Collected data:
########

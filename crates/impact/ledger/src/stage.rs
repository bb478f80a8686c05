use serde::{Deserialize, Serialize};
use thiserror::Error;

/// Progress of a single verification attempt.
///
/// `Requested → TrustChecked → Anchoring → Finalized`, with `Failed`
/// reachable from `TrustChecked` and `Anchoring`.
#[derive(Debug, Clone, Copy, PartialEq, Eq, Hash, Serialize, Deserialize)]
#[serde(rename_all = "snake_case")]
pub enum VerificationStage {
    Requested,
    TrustChecked,
    Anchoring,
    Finalized,
    Failed,
}

#[derive(Debug, Clone, Copy, PartialEq, Eq, Error)]
#[error("illegal verification stage change {from} -> {to}")]
pub struct StageError {
    pub from: VerificationStage,
    pub to: VerificationStage,
}

impl VerificationStage {
    pub fn as_str(&self) -> &'static str {
        match self {
            VerificationStage::Requested => "requested",
            VerificationStage::TrustChecked => "trust_checked",
            VerificationStage::Anchoring => "anchoring",
            VerificationStage::Finalized => "finalized",
            VerificationStage::Failed => "failed",
        }
    }

    pub fn is_terminal(&self) -> bool {
        matches!(self, VerificationStage::Finalized | VerificationStage::Failed)
    }

    /// Move to `next` if the state machine allows it.
    pub fn advance(self, next: VerificationStage) -> Result<VerificationStage, StageError> {
        use VerificationStage::*;
        match (self, next) {
            (Requested, TrustChecked)
            | (TrustChecked, Anchoring)
            | (TrustChecked, Failed)
            | (Anchoring, Finalized)
            | (Anchoring, Failed) => Ok(next),
            (from, to) => Err(StageError { from, to }),
        }
    }
}

impl std::fmt::Display for VerificationStage {
    fn fmt(&self, f: &mut std::fmt::Formatter<'_>) -> std::fmt::Result {
        f.write_str(self.as_str())
    }
}

#[cfg(test)]
mod tests {
    use super::VerificationStage::*;
    use super::*;

    #[test]
    fn happy_path_and_failure_edges() {
        let stage = Requested.advance(TrustChecked).unwrap();
        let stage = stage.advance(Anchoring).unwrap();
        assert_eq!(stage.advance(Finalized).unwrap(), Finalized);
        assert_eq!(Anchoring.advance(Failed).unwrap(), Failed);
        assert_eq!(TrustChecked.advance(Failed).unwrap(), Failed);
    }

    #[test]
    fn skipping_or_leaving_terminal_stages_is_rejected() {
        assert!(Requested.advance(Anchoring).is_err());
        assert!(Requested.advance(Failed).is_err());
        assert!(TrustChecked.advance(Finalized).is_err());
        for terminal in [Finalized, Failed] {
            assert!(terminal.is_terminal());
            for next in [Requested, TrustChecked, Anchoring, Finalized, Failed] {
                assert!(terminal.advance(next).is_err());
            }
        }
    }
}
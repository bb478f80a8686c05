use crate::{StorageError, StorageResult};
use chrono::{DateTime, Utc};
use impact_types::{MatchId, MatchStatus, OrgId, ProofRecord, Rejection};
use serde::{Deserialize, Serialize};

/// A requested lifecycle move, validated and applied atomically by the store.
#[derive(Debug, Clone, PartialEq, Serialize, Deserialize)]
pub struct TransitionRequest {
    pub to: MatchStatus,
    pub proof: Option<ProofRecord>,
    pub rejection: Option<Rejection>,
    pub at: DateTime<Utc>,
}

impl TransitionRequest {
    /// `interested → verified` carrying the proof to attach.
    pub fn verify(proof: ProofRecord, at: DateTime<Utc>) -> Self {
        Self {
            to: MatchStatus::Verified,
            proof: Some(proof),
            rejection: None,
            at,
        }
    }

    /// `interested → rejected`.
    pub fn reject(reason: impl Into<String>, rejected_by: OrgId, at: DateTime<Utc>) -> Self {
        Self {
            to: MatchStatus::Rejected,
            proof: None,
            rejection: Some(Rejection {
                reason: reason.into(),
                rejected_by,
                rejected_at: at,
            }),
            at,
        }
    }
}

/// Verification attempt payload. Hashes and sequencing are assigned by storage.
#[derive(Debug, Clone, Serialize, Deserialize)]
pub struct AttemptAppend {
    pub timestamp: DateTime<Utc>,
    pub match_id: MatchId,
    pub org_id: Option<OrgId>,
    pub stage: String,
    pub success: bool,
    pub message: String,
    pub proof_hash: Option<String>,
}

/// Stored, hash-linked verification attempt.
#[derive(Debug, Clone, PartialEq, Serialize, Deserialize)]
pub struct VerificationAttempt {
    pub attempt_id: String,
    pub sequence: u64,
    pub timestamp: DateTime<Utc>,
    pub match_id: MatchId,
    pub org_id: Option<OrgId>,
    pub stage: String,
    pub success: bool,
    pub message: String,
    pub proof_hash: Option<String>,
    pub previous_hash: Option<String>,
    pub hash: String,
}

pub(crate) fn compute_attempt_hash(
    event: &AttemptAppend,
    previous_hash: Option<&str>,
    sequence: u64,
) -> StorageResult<String> {
    let serializable = serde_json::json!({
        "previous_hash": previous_hash,
        "sequence": sequence,
        "timestamp": event.timestamp,
        "match_id": event.match_id,
        "org_id": event.org_id,
        "stage": event.stage,
        "success": event.success,
        "message": event.message,
        "proof_hash": event.proof_hash,
    });
    let serialized =
        serde_json::to_vec(&serializable).map_err(|e| StorageError::Serialization(e.to_string()))?;
    Ok(blake3::hash(&serialized).to_hex().to_string())
}

/// Recompute every link of a chain given in ascending sequence order.
///
/// Returns `Ok(false)` on the first record whose hash or back-link does not
/// match.
pub fn verify_attempt_chain(records: &[VerificationAttempt]) -> StorageResult<bool> {
    let mut previous: Option<&str> = None;
    for record in records {
        if record.previous_hash.as_deref() != previous {
            return Ok(false);
        }
        let event = AttemptAppend {
            timestamp: record.timestamp,
            match_id: record.match_id.clone(),
            org_id: record.org_id.clone(),
            stage: record.stage.clone(),
            success: record.success,
            message: record.message.clone(),
            proof_hash: record.proof_hash.clone(),
        };
        if compute_attempt_hash(&event, previous, record.sequence)? != record.hash {
            return Ok(false);
        }
        previous = Some(record.hash.as_str());
    }
    Ok(true)
}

########

What this task involves: Restate every entry word for word.

Written response:
filename crates/impact/ledger/src/stage.rs
repository bb478f80a8686c05
use serde::{Deserialize, Serialize};
use thiserror::Error;

/// Progress of a single verification attempt.
///
/// `Requested → TrustChecked → Anchoring → Finalized`, with `Failed`
/// reachable from `TrustChecked` and `Anchoring`.
#[derive(Debug, Clone, Copy, PartialEq, Eq, Hash, Serialize, Deserialize)]
#[serde(rename_all = "snake_case")]
pub enum VerificationStage {
    Requested,
    TrustChecked,
    Anchoring,
    Finalized,
    Failed,
}

#[derive(Debug, Clone, Copy, PartialEq, Eq, Error)]
#[error("illegal verification stage change {from} -> {to}")]
pub struct StageError {
    pub from: VerificationStage,
    pub to: VerificationStage,
}

impl VerificationStage {
    pub fn as_str(&self) -> &'static str {
        match self {
            VerificationStage::Requested => "requested",
            VerificationStage::TrustChecked => "trust_checked",
            VerificationStage::Anchoring => "anchoring",
            VerificationStage::Finalized => "finalized",
            VerificationStage::Failed => "failed",
        }
    }

    pub fn is_terminal(&self) -> bool {
        matches!(self, VerificationStage::Finalized | VerificationStage::Failed)
    }

    /// Move to `next` if the state machine allows it.
    pub fn advance(self, next: VerificationStage) -> Result<VerificationStage, StageError> {
        use VerificationStage::*;
        match (self, next) {
            (Requested, TrustChecked)
            | (TrustChecked, Anchoring)
            | (TrustChecked, Failed)
            | (Anchoring, Finalized)
            | (Anchoring, Failed) => Ok(next),
            (from, to) => Err(StageError { from, to }),
        }
    }
}

impl std::fmt::Display for VerificationStage {
    fn fmt(&self, f: &mut std::fmt::Formatter<'_>) -> std::fmt::Result {
        f.write_str(self.as_str())
    }
}

#[cfg(test)]
mod tests {
    use super::VerificationStage::*;
    use super::*;

    #[test]
    fn happy_path_and_failure_edges() {
        let stage = Requested.advance(TrustChecked).unwrap();
        let stage = stage.advance(Anchoring).unwrap();
        assert_eq!(stage.advance(Finalized).unwrap(), Finalized);
        assert_eq!(Anchoring.advance(Failed).unwrap(), Failed);
        assert_eq!(TrustChecked.advance(Failed).unwrap(), Failed);
    }

    #[test]
    fn skipping_or_leaving_terminal_stages_is_rejected() {
        assert!(Requested.advance(Anchoring).is_err());
        assert!(Requested.advance(Failed).is_err());
        assert!(TrustChecked.advance(Finalized).is_err());
        for terminal in [Finalized, Failed] {
            assert!(terminal.is_terminal());
            for next in [Requested, TrustChecked, Anchoring, Finalized, Failed] {
                assert!(terminal.advance(next).is_err());
            }
        }
    }
}
repository bb478f80a8686c05
use crate::{StorageError, StorageResult};
use chrono::{DateTime, Utc};
use impact_types::{MatchId, MatchStatus, OrgId, ProofRecord, Rejection};
use serde::{Deserialize, Serialize};

/// A requested lifecycle move, validated and applied atomically by the store.
#[derive(Debug, Clone, PartialEq, Serialize, Deserialize)]
pub struct TransitionRequest {
    pub to: MatchStatus,
    pub proof: Option<ProofRecord>,
    pub rejection: Option<Rejection>,
    pub at: DateTime<Utc>,
}

impl TransitionRequest {
    /// `interested → verified` carrying the proof to attach.
    pub fn verify(proof: ProofRecord, at: DateTime<Utc>) -> Self {
        Self {
            to: MatchStatus::Verified,
            proof: Some(proof),
            rejection: None,
            at,
        }
    }

    /// `interested → rejected`.
    pub fn reject(reason: impl Into<String>, rejected_by: OrgId, at: DateTime<Utc>) -> Self {
        Self {
            to: MatchStatus::Rejected,
            proof: None,
            rejection: Some(Rejection {
                reason: reason.into(),
                rejected_by,
                rejected_at: at,
            }),
            at,
        }
    }
}

/// Verification attempt payload. Hashes and sequencing are assigned by storage.
#[derive(Debug, Clone, Serialize, Deserialize)]
pub struct AttemptAppend {
    pub timestamp: DateTime<Utc>,
    pub match_id: MatchId,
    pub org_id: Option<OrgId>,
    pub stage: String,
    pub success: bool,
    pub message: String,
    pub proof_hash: Option<String>,
}

/// Stored, hash-linked verification attempt.
#[derive(Debug, Clone, PartialEq, Serialize, Deserialize)]
pub struct VerificationAttempt {
    pub attempt_id: String,
    pub sequence: u64,
    pub timestamp: DateTime<Utc>,
    pub match_id: MatchId,
    pub org_id: Option<OrgId>,
    pub stage: String,
    pub success: bool,
    pub message: String,
    pub proof_hash: Option<String>,
    pub previous_hash: Option<String>,
    pub hash: String,
}

pub(crate) fn compute_attempt_hash(
    event: &AttemptAppend,
    previous_hash: Option<&str>,
    sequence: u64,
) -> StorageResult<String> {
    let serializable = serde_json::json!({
        "previous_hash": previous_hash,
        "sequence": sequence,
        "timestamp": event.timestamp,
        "match_id": event.match_id,
        "org_id": event.org_id,
        "stage": event.stage,
        "success": event.success,
        "message": event.message,
        "proof_hash": event.proof_hash,
    });
    let serialized =
        serde_json::to_vec(&serializable).map_err(|e| StorageError::Serialization(e.to_string()))?;
    Ok(blake3::hash(&serialized).to_hex().to_string())
}

/// Recompute every link of a chain given in ascending sequence order.
///
/// Returns `Ok(false)` on the first record whose hash or back-link does not
/// match.
pub fn verify_attempt_chain(records: &[VerificationAttempt]) -> StorageResult<bool> {
    let mut previous: Option<&str> = None;
    for record in records {
        if record.previous_hash.as_deref() != previous {
            return Ok(false);
        }
        let event = AttemptAppend {
            timestamp: record.timestamp,
            match_id: record.match_id.clone(),
            org_id: record.org_id.clone(),
            stage: record.stage.clone(),
            success: record.success,
            message: record.message.clone(),
            proof_hash: record.proof_hash.clone(),
        };
        if compute_attempt_hash(&event, previous, record.sequence)? != record.hash {
            return Ok(false);
        }
        previous = Some(record.hash.as_str());
    }
    Ok(true)
}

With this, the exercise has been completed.